Juneteenth marks June 19, 1865, when enslaved people in Texas were freed under the Emancipation Proclamation. President Abrham Lincoln actually signed the Emancipation Proclamation two years earlier, but it took a while for the news to spread.

Texas was the last state to free its enslaved residents -- and it was a New York native who ordered the change.

Gordon Granger was born in the hamlet of Joy, southwest of Sodus, in November 1821. His mother later died while giving birth to a daughter and Granger was raised by his paternal grandfather in Phelps.

Granger was a school teacher in North Rose before starting his military career at West Point. He moved through the ranks of Union Army, ultimately becoming a general and Civil War hero.

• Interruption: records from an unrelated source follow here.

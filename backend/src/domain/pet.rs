//! Pet records and the validation applied to client-supplied pet fields.

use std::fmt;
use std::str::FromStr;

use chrono::{DateTime, Utc};
use serde::{Deserialize, Serialize};
use uuid::Uuid;

use super::UserId;
use super::validation::{FieldViolation, Violations};

/// Stable pet identifier.
#[derive(Debug, Clone, Copy, PartialEq, Eq, Hash, PartialOrd, Ord, Serialize, Deserialize)]
#[serde(transparent)]
pub struct PetId(Uuid);

impl PetId {
    pub fn random() -> Self {
        Self(Uuid::new_v4())
    }

    pub fn from_uuid(uuid: Uuid) -> Self {
        Self(uuid)
    }

    pub fn as_uuid(&self) -> &Uuid {
        &self.0
    }
}

impl fmt::Display for PetId {
    fn fmt(&self, f: &mut fmt::Formatter<'_>) -> fmt::Result {
        self.0.fmt(f)
    }
}

impl FromStr for PetId {
    type Err = uuid::Error;

    fn from_str(s: &str) -> Result<Self, Self::Err> {
        Uuid::parse_str(s).map(Self)
    }
}

/// Species a pet or breed belongs to.
#[derive(Debug, Clone, Copy, PartialEq, Eq, Hash, PartialOrd, Ord, Serialize, Deserialize)]
pub enum Species {
    #[serde(rename = "DOG")]
    Dog,
    #[serde(rename = "CAT")]
    Cat,
}

impl Species {
    /// Every species, in facet display order.
    pub const ALL: [Self; 2] = [Self::Dog, Self::Cat];

    /// Canonical upper-case label used on the wire and in storage.
    pub const fn as_str(self) -> &'static str {
        match self {
            Self::Dog => "DOG",
            Self::Cat => "CAT",
        }
    }
}

impl fmt::Display for Species {
    fn fmt(&self, f: &mut fmt::Formatter<'_>) -> fmt::Result {
        f.write_str(self.as_str())
    }
}

/// Error returned when a species label is not recognised.
#[derive(Debug, Clone, PartialEq, Eq, thiserror::Error)]
#[error("species must be DOG or CAT, got '{0}'")]
pub struct UnknownSpecies(pub String);

impl FromStr for Species {
    type Err = UnknownSpecies;

    /// Parse a species label, ignoring case and surrounding whitespace.
    fn from_str(s: &str) -> Result<Self, Self::Err> {
        let trimmed = s.trim();
        if trimmed.eq_ignore_ascii_case("DOG") {
            Ok(Self::Dog)
        } else if trimmed.eq_ignore_ascii_case("CAT") {
            Ok(Self::Cat)
        } else {
            Err(UnknownSpecies(s.to_owned()))
        }
    }
}

/// Age in whole years.
#[derive(Debug, Clone, Copy, PartialEq, Eq, PartialOrd, Ord, Hash, Serialize, Deserialize)]
#[serde(transparent)]
pub struct PetAge(u8);

/// Validation errors for [`PetAge`].
#[derive(Debug, Clone, PartialEq, Eq, thiserror::Error)]
pub enum PetAgeError {
    #[error("age is required")]
    Missing,
    #[error("age must be a whole number")]
    NotANumber,
    #[error("age must be greater than or equal to 0")]
    Negative,
    #[error("age must be at most {max}")]
    TooLarge { max: u8 },
}

impl PetAge {
    pub const fn new(years: u8) -> Self {
        Self(years)
    }

    pub const fn years(self) -> u8 {
        self.0
    }
}

impl TryFrom<i64> for PetAge {
    type Error = PetAgeError;

    fn try_from(value: i64) -> Result<Self, Self::Error> {
        if value < 0 {
            return Err(PetAgeError::Negative);
        }
        u8::try_from(value)
            .map(Self)
            .map_err(|_| PetAgeError::TooLarge { max: u8::MAX })
    }
}

impl FromStr for PetAge {
    type Err = PetAgeError;

    /// Coerce a textual age such as `"3"`.
    fn from_str(s: &str) -> Result<Self, Self::Err> {
        let trimmed = s.trim();
        if trimmed.is_empty() {
            return Err(PetAgeError::Missing);
        }
        let value: i64 = trimmed.parse().map_err(|_| PetAgeError::NotANumber)?;
        Self::try_from(value)
    }
}

/// Age as supplied by a client, before coercion.
#[derive(Debug, Clone, Copy, PartialEq, Eq)]
pub enum RawAge<'a> {
    Missing,
    Number(i64),
    Text(&'a str),
}

impl RawAge<'_> {
    fn parse(self) -> Result<PetAge, PetAgeError> {
        match self {
            Self::Missing => Err(PetAgeError::Missing),
            Self::Number(value) => PetAge::try_from(value),
            Self::Text(text) => text.parse(),
        }
    }
}

/// Maximum length of a free-text pet field.
pub const PET_TEXT_MAX: usize = 200;

/// Trimmed, non-empty free text.
#[derive(Debug, Clone, PartialEq, Eq, Hash, Serialize, Deserialize)]
#[serde(try_from = "String", into = "String")]
pub struct PetText(String);

/// Validation errors for [`PetText`].
#[derive(Debug, Clone, PartialEq, Eq, thiserror::Error)]
pub enum PetTextError {
    #[error("value is required")]
    Empty,
    #[error("value must be at most {max} characters")]
    TooLong { max: usize },
}

impl PetText {
    pub fn new(value: impl AsRef<str>) -> Result<Self, PetTextError> {
        let trimmed = value.as_ref().trim();
        if trimmed.is_empty() {
            return Err(PetTextError::Empty);
        }
        if trimmed.chars().count() > PET_TEXT_MAX {
            return Err(PetTextError::TooLong { max: PET_TEXT_MAX });
        }
        Ok(Self(trimmed.to_owned()))
    }
}

impl AsRef<str> for PetText {
    fn as_ref(&self) -> &str {
        self.0.as_str()
    }
}

impl fmt::Display for PetText {
    fn fmt(&self, f: &mut fmt::Formatter<'_>) -> fmt::Result {
        f.write_str(self.as_ref())
    }
}

impl From<PetText> for String {
    fn from(value: PetText) -> Self {
        value.0
    }
}

impl TryFrom<String> for PetText {
    type Error = PetTextError;

    fn try_from(value: String) -> Result<Self, Self::Error> {
        Self::new(value)
    }
}

/// Unvalidated pet fields as received from a client.
#[derive(Debug, Clone, Copy, PartialEq, Eq)]
pub struct PetFields<'a> {
    pub name: &'a str,
    pub age: RawAge<'a>,
    pub species: &'a str,
    pub breed: &'a str,
    pub owner_name: &'a str,
    pub owner_contact: &'a str,
    pub image: Option<&'a str>,
}

/// The client-controlled part of a pet: everything except identity,
/// ownership and timestamps.
#[derive(Debug, Clone, PartialEq, Eq)]
pub struct PetDraft {
    pub name: PetText,
    pub age: PetAge,
    pub species: Species,
    pub breed: PetText,
    pub owner_name: PetText,
    pub owner_contact: PetText,
    pub image: Option<String>,
}

impl PetDraft {
    /// Validate every field, collecting all failures.
    ///
    /// Blank images count as absent.
    ///
    /// # Examples
    /// ```
    /// use pet_registry::domain::{PetDraft, PetFields, RawAge, Species};
    ///
    /// let draft = PetDraft::try_from_fields(PetFields {
    ///     name: "Rex",
    ///     age: RawAge::Text("3"),
    ///     species: "dog",
    ///     breed: "Beagle",
    ///     owner_name: "Ana",
    ///     owner_contact: "21 99999-0000",
    ///     image: Some(" "),
    /// })
    /// .expect("valid pet");
    /// assert_eq!(draft.species, Species::Dog);
    /// assert_eq!(draft.age.years(), 3);
    /// assert!(draft.image.is_none());
    /// ```
    pub fn try_from_fields(fields: PetFields<'_>) -> Result<Self, Violations> {
        let mut violations = Violations::new();
        let name = violations.check("name", "invalid_name", PetText::new(fields.name));
        let age = violations.check("age", "invalid_age", fields.age.parse());
        let species = match fields.species.parse::<Species>() {
            Ok(species) => Some(species),
            Err(err) => {
                violations.push(FieldViolation::new("species", "invalid_species", err.to_string()));
                None
            }
        };
        let breed = violations.check("breed", "invalid_breed", PetText::new(fields.breed));
        let owner_name = violations.check(
            "ownerName",
            "invalid_owner_name",
            PetText::new(fields.owner_name),
        );
        let owner_contact = violations.check(
            "ownerContact",
            "invalid_owner_contact",
            PetText::new(fields.owner_contact),
        );
        let image = fields
            .image
            .map(str::trim)
            .filter(|value| !value.is_empty())
            .map(str::to_owned);

        match (name, age, species, breed, owner_name, owner_contact) {
            (Some(name), Some(age), Some(species), Some(breed), Some(owner_name), Some(owner_contact)) => {
                Ok(Self {
                    name,
                    age,
                    species,
                    breed,
                    owner_name,
                    owner_contact,
                    image,
                })
            }
            _ => Err(violations),
        }
    }
}

/// A stored pet.
///
/// ## Invariants
/// - `owner_user_id` is assigned by the server from the creating identity
///   and never changes.
/// - `updated_at >= created_at`.
#[derive(Debug, Clone, PartialEq, Eq)]
pub struct Pet {
    pub id: PetId,
    pub owner_user_id: UserId,
    pub draft: PetDraft,
    pub created_at: DateTime<Utc>,
    pub updated_at: DateTime<Utc>,
}

impl Pet {
    /// Register a new pet owned by `owner`.
    pub fn register(owner: UserId, draft: PetDraft, now: DateTime<Utc>) -> Self {
        Self {
            id: PetId::random(),
            owner_user_id: owner,
            draft,
            created_at: now,
            updated_at: now,
        }
    }

    /// Replace the client-controlled fields, keeping identity and ownership.
    pub fn revise(self, draft: PetDraft, now: DateTime<Utc>) -> Self {
        Self {
            draft,
            updated_at: now.max(self.created_at),
            ..self
        }
    }

    pub fn is_owned_by(&self, user: &UserId) -> bool {
        &self.owner_user_id == user
    }
}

On June 10, 1865, Gordon Granger was given command of the Department of Texas. Nine days later, as one of his first official acts in that role, Granger published General Order No. 3:

The people of Texas are informed that, in accordance with a proclamation from the Executive of the United States, all slaves are free. This involves an absolute equality of personal rights and rights of property between former masters and slaves, and the connection heretofore existing between them becomes that between employer and hired labor. The freedmen are advised to remain quietly at their present homes and work for wages. They are informed that they will not be allowed to collect at military posts and that they will not be supported in idleness either there or elsewhere.”

Bruce Farrington of the Sodus Historical Society said efforts are underway to erect a marker detailing Granger’s role in history.

“Hard to believe its 2021,” he said, “and no marker has even been erected and that’s one reason so few people know about his story and his significance in history.”

General Granger died at his post of duty in Santa Fe, NM on January 2, 1876.

Click on the LISTEN link below to hear the interview with Farrington.

New York made Juneteenth an official state holiday in October of 2020. Earlier, in June, Buffalo made Juneteenth a civic holiday, allowing city employees a paid day off.